● RECORDS SUPPLIED
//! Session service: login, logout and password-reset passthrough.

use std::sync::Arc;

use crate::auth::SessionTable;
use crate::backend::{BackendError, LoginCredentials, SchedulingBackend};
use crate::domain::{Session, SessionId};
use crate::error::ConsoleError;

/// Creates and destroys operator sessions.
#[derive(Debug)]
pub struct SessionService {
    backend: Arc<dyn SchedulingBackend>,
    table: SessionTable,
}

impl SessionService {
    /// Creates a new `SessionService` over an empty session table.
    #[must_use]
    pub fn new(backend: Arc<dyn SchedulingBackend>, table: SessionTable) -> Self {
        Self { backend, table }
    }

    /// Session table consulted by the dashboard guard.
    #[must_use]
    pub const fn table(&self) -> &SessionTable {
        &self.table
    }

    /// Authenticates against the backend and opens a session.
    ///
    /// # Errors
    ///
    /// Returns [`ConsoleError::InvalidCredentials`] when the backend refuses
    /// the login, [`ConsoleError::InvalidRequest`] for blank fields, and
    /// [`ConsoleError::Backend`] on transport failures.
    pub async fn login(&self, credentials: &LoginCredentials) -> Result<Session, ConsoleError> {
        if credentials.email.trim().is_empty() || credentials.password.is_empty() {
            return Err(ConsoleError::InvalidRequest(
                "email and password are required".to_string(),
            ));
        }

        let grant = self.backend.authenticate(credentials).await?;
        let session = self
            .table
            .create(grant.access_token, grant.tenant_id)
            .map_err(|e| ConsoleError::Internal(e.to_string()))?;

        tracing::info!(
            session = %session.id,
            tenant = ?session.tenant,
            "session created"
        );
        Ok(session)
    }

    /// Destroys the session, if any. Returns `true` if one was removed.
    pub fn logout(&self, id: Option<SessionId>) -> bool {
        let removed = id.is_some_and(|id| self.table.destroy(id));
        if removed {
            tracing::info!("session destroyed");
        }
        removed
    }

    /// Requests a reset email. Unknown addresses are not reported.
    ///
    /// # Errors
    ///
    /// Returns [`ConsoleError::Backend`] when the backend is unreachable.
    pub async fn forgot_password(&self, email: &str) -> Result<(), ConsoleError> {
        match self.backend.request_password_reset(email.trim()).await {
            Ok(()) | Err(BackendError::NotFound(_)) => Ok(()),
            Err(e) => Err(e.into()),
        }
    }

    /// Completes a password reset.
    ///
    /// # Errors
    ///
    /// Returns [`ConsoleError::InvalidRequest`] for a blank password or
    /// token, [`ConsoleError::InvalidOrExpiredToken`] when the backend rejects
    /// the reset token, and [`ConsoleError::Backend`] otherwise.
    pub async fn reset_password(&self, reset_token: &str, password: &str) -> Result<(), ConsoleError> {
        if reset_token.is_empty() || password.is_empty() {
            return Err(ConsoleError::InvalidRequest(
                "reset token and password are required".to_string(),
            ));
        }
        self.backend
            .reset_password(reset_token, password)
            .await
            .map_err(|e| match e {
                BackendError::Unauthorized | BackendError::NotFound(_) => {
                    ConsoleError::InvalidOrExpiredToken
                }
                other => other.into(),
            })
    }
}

● WHAT YOU NEED TO DO
Emit, unaltered, the lines from the top of the listing down through the line that holds "on transport failures."; emit nothing else.

● SOLUTION
//! Session service: login, logout and password-reset passthrough.

use std::sync::Arc;

use crate::auth::SessionTable;
use crate::backend::{BackendError, LoginCredentials, SchedulingBackend};
use crate::domain::{Session, SessionId};
use crate::error::ConsoleError;

/// Creates and destroys operator sessions.
#[derive(Debug)]
pub struct SessionService {
    backend: Arc<dyn SchedulingBackend>,
    table: SessionTable,
}

impl SessionService {
    /// Creates a new `SessionService` over an empty session table.
    #[must_use]
    pub fn new(backend: Arc<dyn SchedulingBackend>, table: SessionTable) -> Self {
        Self { backend, table }
    }

    /// Session table consulted by the dashboard guard.
    #[must_use]
    pub const fn table(&self) -> &SessionTable {
        &self.table
    }

    /// Authenticates against the backend and opens a session.
    ///
    /// # Errors
    ///
    /// Returns [`ConsoleError::InvalidCredentials`] when the backend refuses
    /// the login, [`ConsoleError::InvalidRequest`] for blank fields, and
    /// [`ConsoleError::Backend`] on transport failures.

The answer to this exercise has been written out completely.